Discussions entre des étudiants et des membres de l'EJIES après la réunion

Dominik, qui est né à Saint-Pétersbourg et est résident en Allemagne depuis quatre ans, a agréé. «Je suis venu à cette réunion parce que j'ai envie de mieux comprendre le monde. Nous vivons à une époque où il faut être éveillé. On ne peut pas baisser la garde, a-t-il souligné. La politique militariste de l'OTAN en Ukraine l'an dernier l’avait alarmé. L'expansion de l'OTAN à la frontière russe viendrait «provoquer la Russie». Avec l'Allemagne amenant l’Ukraine dans l'Union européenne, puis dans l'OTAN, des bases de l'OTAN seraient établies dans tous les pays voisins de la Russie, a-t-il dit.

Les deux se sont prononcés contre la campagne au nom de la liberté d'expression menée dans le sillage de l'attaque contre Charlie Hebdo, qui a été examinée en détail lors de la réunion. C'était, en réalité, les gouvernements qui ont restreint la liberté d'expression afin de tromper le public sur leurs objectifs politiques. «C'était déjà clair avec la répression contre WikiLeaks», a déclaré Christian.

Dominik partageait a également ce point de vue. Les organisations des élites utilisent la campagne de Charlie Hebdo comme «couverture pour éliminer la liberté de parole».

Sur la publication de caricatures dégradantes par Charlie Hebdo, il a fait remarquer, «La religion a une influence sur les gens opprimés. On peut critiquer la religion, mais pas la ridiculiser.»

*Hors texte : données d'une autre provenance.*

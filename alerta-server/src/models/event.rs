use serde::{Deserialize, Serialize};
use time::OffsetDateTime;

use super::Table;

/// One sensor trigger as seen by one owner. Only `notified` ever changes,
/// and only from false to true.
#[derive(Debug, Clone, Serialize, Deserialize, sqlx::FromRow)]
pub struct Event {
    pub id: i64,
    pub device_id: String,
    pub user_id: String,
    pub message: String,
    pub notified: bool,
    pub created_at: OffsetDateTime,
}

#[derive(Clone)]
pub struct EventTable;

impl Table for EventTable {
    fn name(&self) -> &'static str {
        "events"
    }

    fn create(&self) -> String {
        String::from(
            r#"
            CREATE TABLE IF NOT EXISTS events (
                id INTEGER PRIMARY KEY AUTOINCREMENT,
                device_id TEXT NOT NULL,
                user_id TEXT NOT NULL,
                message TEXT NOT NULL,
                notified BOOLEAN NOT NULL DEFAULT FALSE,
                created_at TIMESTAMP NOT NULL,
                FOREIGN KEY (device_id, user_id) REFERENCES devices_owners_link (device_id, user_id) ON DELETE CASCADE
            );
            CREATE INDEX IF NOT EXISTS idx_events_owner ON events (device_id, user_id);
            "#,
        )
    }

    fn dispose(&self) -> String {
        String::from("DROP TABLE IF EXISTS events;")
    }

    fn dependencies(&self) -> Vec<&'static str> {
        vec!["devices_owners_link"]
    }
}
use alerta_api::*;
use axum::routing::get;
use axum::{Json, Router};
use utoipa::OpenApi;

#[derive(OpenApi)]
#[openapi(
    info(title = "Alerta", description = "Motion alerts from ESP sensors to their owners"),
    paths(
        super::user_handle::test_auth,
        super::user_handle::register_user,
        super::user_handle::login_user,
        super::user_handle::update_push_token,
        super::esp_handle::register_device,
        super::esp_handle::receive_event,
        super::esp_handle::get_devices_by_owner,
        super::esp_handle::unlink_owner,
        super::schedule_handle::get_schedules,
        super::schedule_handle::create_schedule,
        super::schedule_handle::update_schedule,
        super::schedule_handle::delete_schedule,
        super::event_handle::get_events,
        super::event_handle::clear_events,
    ),
    components(schemas(
        RegisterUserRequest,
        RegisterUserResponse,
        LoginRequest,
        UserInfoResponse,
        UpdatePushTokenRequest,
        RegisterDeviceRequest,
        DeviceInfoResponse,
        SensorEventRequest,
        EventDispatchResponse,
        OwnerOutcome,
        OutcomeReason,
        EventResponse,
        ScheduleRequest,
        ScheduleResponse,
    )),
    tags(
        (name = "user", description = "Account and push token management"),
        (name = "esp", description = "Sensor registration and event intake"),
        (name = "schedule", description = "Per owner notification windows"),
        (name = "event", description = "Per owner event history")
    )
)]
pub struct ApiDoc;

pub fn docs_router() -> Router {
    Router::new().route("/api-docs/openapi.json", get(openapi))
}

async fn openapi() -> Json<utoipa::openapi::OpenApi> {
    Json(ApiDoc::openapi())
}
use std::sync::Arc;

use sqlx::{Error, Pool, Sqlite, Transaction};

use crate::configs::Storage;
use crate::models::User;

#[derive(Clone)]
pub struct UserRepository {
    storage: Arc<Storage>,
}

impl UserRepository {
    pub fn new(storage: Arc<Storage>) -> Self {
        Self { storage }
    }

    pub fn get_pool(&self) -> &Pool<Sqlite> {
        self.storage.get_pool()
    }
}

impl UserRepository {
    pub async fn create(
        &self,
        item: &User,
        transaction: &mut Transaction<'_, Sqlite>,
    ) -> Result<(), Error> {
        sqlx::query(
            r#"
            INSERT INTO users (id, email, name, push_token, created_at)
            VALUES ($1, $2, $3, $4, $5)
            "#,
        )
        .bind(&item.id)
        .bind(&item.email)
        .bind(&item.name)
        .bind(&item.push_token)
        .bind(item.created_at)
        .execute(&mut **transaction)
        .await?;

        Ok(())
    }

    pub async fn find_by_id(&self, id: &str) -> Result<Option<User>, Error> {
        let user: Option<User> = sqlx::query_as("SELECT * FROM users WHERE id = $1")
            .bind(id)
            .fetch_optional(self.storage.get_pool())
            .await?;

        Ok(user)
    }

    pub async fn find_by_email(&self, email: &str) -> Result<Option<User>, Error> {
        let user: Option<User> = sqlx::query_as("SELECT * FROM users WHERE email = $1")
            .bind(email)
            .fetch_optional(self.storage.get_pool())
            .await?;

        Ok(user)
    }

    pub async fn find_push_token(&self, id: &str) -> Result<Option<String>, Error> {
        let token: Option<Option<String>> =
            sqlx::query_scalar("SELECT push_token FROM users WHERE id = $1")
                .bind(id)
                .fetch_optional(self.storage.get_pool())
                .await?;

        Ok(token.flatten().filter(|token| !token.is_empty()))
    }

    /// Overwrites the stored token. Returns false when the user does not exist.
    pub async fn update_push_token(
        &self,
        id: &str,
        token: Option<&str>,
        transaction: &mut Transaction<'_, Sqlite>,
    ) -> Result<bool, Error> {
        let result = sqlx::query("UPDATE users SET push_token = $1 WHERE id = $2")
            .bind(token.filter(|token| !token.is_empty()))
            .bind(id)
            .execute(&mut **transaction)
            .await?;

        Ok(result.rows_affected() > 0)
    }
}

#[cfg(test)]
mod tests {
    use crate::tests::*;

    use super::*;

    #[tokio::test]
    async fn test_find_user_by_email() {
        let storage = setup_test_db().await;
        let user = create_test_user(storage.clone(), "findme@example.com", None).await;

        let repo = UserRepository::new(storage.clone());
        let found = repo.find_by_email("findme@example.com").await.unwrap().unwrap();

        assert_eq!(found.id, user.id);
        assert!(found.push_token.is_none());
    }

    #[tokio::test]
    async fn test_update_push_token_overwrites() {
        let storage = setup_test_db().await;
        let user = create_test_user(storage.clone(), "token@example.com", Some("first")).await;

        let repo = UserRepository::new(storage.clone());
        let mut tx = storage.get_pool().begin().await.unwrap();
        assert!(repo.update_push_token(&user.id, Some("second"), &mut tx).await.unwrap());
        tx.commit().await.unwrap();

        assert_eq!(repo.find_push_token(&user.id).await.unwrap().as_deref(), Some("second"));
    }

    #[tokio::test]
    async fn test_empty_push_token_reads_as_absent() {
        let storage = setup_test_db().await;
        let user = create_test_user(storage.clone(), "empty@example.com", Some("token")).await;

        let repo = UserRepository::new(storage.clone());
        let mut tx = storage.get_pool().begin().await.unwrap();
        repo.update_push_token(&user.id, Some(""), &mut tx).await.unwrap();
        tx.commit().await.unwrap();

        assert!(repo.find_push_token(&user.id).await.unwrap().is_none());
    }

    #[tokio::test]
    async fn test_update_push_token_unknown_user() {
        let storage = setup_test_db().await;

        let repo = UserRepository::new(storage.clone());
        let mut tx = storage.get_pool().begin().await.unwrap();
        assert!(!repo.update_push_token("missing", Some("token"), &mut tx).await.unwrap());
        tx.commit().await.unwrap();
    }
}
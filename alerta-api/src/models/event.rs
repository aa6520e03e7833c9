use serde::{Deserialize, Serialize};
use time::OffsetDateTime;

use super::{Id, OwnerId};

/// Inbound trigger posted by a sensor.
#[cfg_attr(feature = "docs", derive(utoipa::ToSchema))]
#[derive(Debug, Clone, Serialize, Deserialize)]
pub struct SensorEventRequest {
    /// Hardware address of the reporting device, any casing
    pub mac: String,
    /// Message to record and forward
    #[serde(rename = "mensagem")]
    pub message: String,
}

/// Why an owner was not notified.
#[cfg_attr(feature = "docs", derive(utoipa::ToSchema))]
#[derive(Debug, Clone, Copy, PartialEq, Eq, Serialize, Deserialize)]
#[serde(rename_all = "kebab-case")]
pub enum OutcomeReason {
    /// No schedule of the owner matched the instant, or none exist
    OutsideSchedule,
    /// The owner has no push token
    NoToken,
    /// The push transport failed or timed out
    TransportError,
    /// A store read or write failed for this owner
    StoreError,
}

#[cfg_attr(feature = "docs", derive(utoipa::ToSchema))]
#[derive(Debug, Clone, Serialize, Deserialize)]
pub struct OwnerOutcome {
    pub owner_id: OwnerId,
    /// Identifier of the recorded event, absent if recording failed
    pub event_id: Option<Id>,
    pub recorded: bool,
    pub notified: bool,
    pub reason: Option<OutcomeReason>,
    /// Detail of a store failure
    #[serde(skip_serializing_if = "Option::is_none", default)]
    pub error: Option<String>,
}

/// Aggregate result of one sensor event.
#[cfg_attr(feature = "docs", derive(utoipa::ToSchema))]
#[derive(Debug, Clone, Serialize, Deserialize)]
pub struct EventDispatchResponse {
    pub device_id: String,
    /// Owners linked to the device
    pub considered: usize,
    /// Events persisted
    pub recorded: usize,
    /// Pushes confirmed by the transport
    pub notified: usize,
    pub owners: Vec<OwnerOutcome>,
}

#[cfg_attr(feature = "docs", derive(utoipa::ToSchema))]
#[derive(Debug, Clone, Serialize, Deserialize)]
pub struct EventResponse {
    pub id: Id,
    pub device_id: String,
    pub user_id: OwnerId,
    #[serde(rename = "mensagem")]
    pub message: String,
    pub notified: bool,
    #[serde(with = "time::serde::rfc3339")]
    pub created_at: OffsetDateTime,
}

#[cfg(test)]
mod tests {
    use serde_json::json;

    use super::*;

    #[test]
    fn test_sensor_event_wire_names() {
        let event: SensorEventRequest =
            serde_json::from_value(json!({ "mac": "AA:BB", "mensagem": "Movimento" })).unwrap();
        assert_eq!(event.message, "Movimento");
    }

    #[test]
    fn test_outcome_serialization() {
        let outcome = OwnerOutcome {
            owner_id: String::from("u1"),
            event_id: Some(7),
            recorded: true,
            notified: false,
            reason: Some(OutcomeReason::OutsideSchedule),
            error: None,
        };

        let value = serde_json::to_value(&outcome).unwrap();
        assert_eq!(value["reason"], json!("outside-schedule"));
        assert!(value.get("error").is_none());
    }
}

Martin, un étudiant de sciences géographiques à l'Université libre de Berlin, a trouvé la rencontre et les discussions très stimulantes. Il a dit que le lien entre les universités allemandes pendant la période nazie et les développements de la période actuelle donnaient tout particulièrement à réfléchir.

Martin vient de Guatemala et a étudié au cours des trois dernières années à Jérusalem. Il a comparé l'intensification des mesures de police d'État à la suite de l'attaque de Charlie Hebdo à ce qui passe chez lui en Amérique latine. Depuis le meurtre d’étudiants protestataires au Mexique et les manifestations qui ont suivi, la situation au Guatemala était également tendue.

Quand il a visité récemment sa mère, son quartier résidentiel était encerclé par des barricades et gardé par des agents de sécurité. «J'ai dû attendre en file pendant 20 minutes», a déclaré Martin, «Puis j’ai dû fournir mon identité.» Ce phénomène est en hausse dans la capitale guatémaltèque, dit-il, où les citoyens aisés se sont organisés pour isoler leurs quartiers des pauvres avec des barrières et du personnel de sécurité. «Cette campagne pour plus de mesures de sécurité est inquiétante», a-t-il dit. Elle rend actuelles les leçons de l'histoire.

Arthur, un étudiant de 22 ans de Potsdam, pensait qu'il était important de protester contre le militarisme et le risque croissant de guerre. Il croyait aussi que les universités évoluaient politiquement vers la droite. C’est pourquoi il a soutenu la campagne de l'EJIES et avait l’intention de la faire connaître à ses camarades étudiants.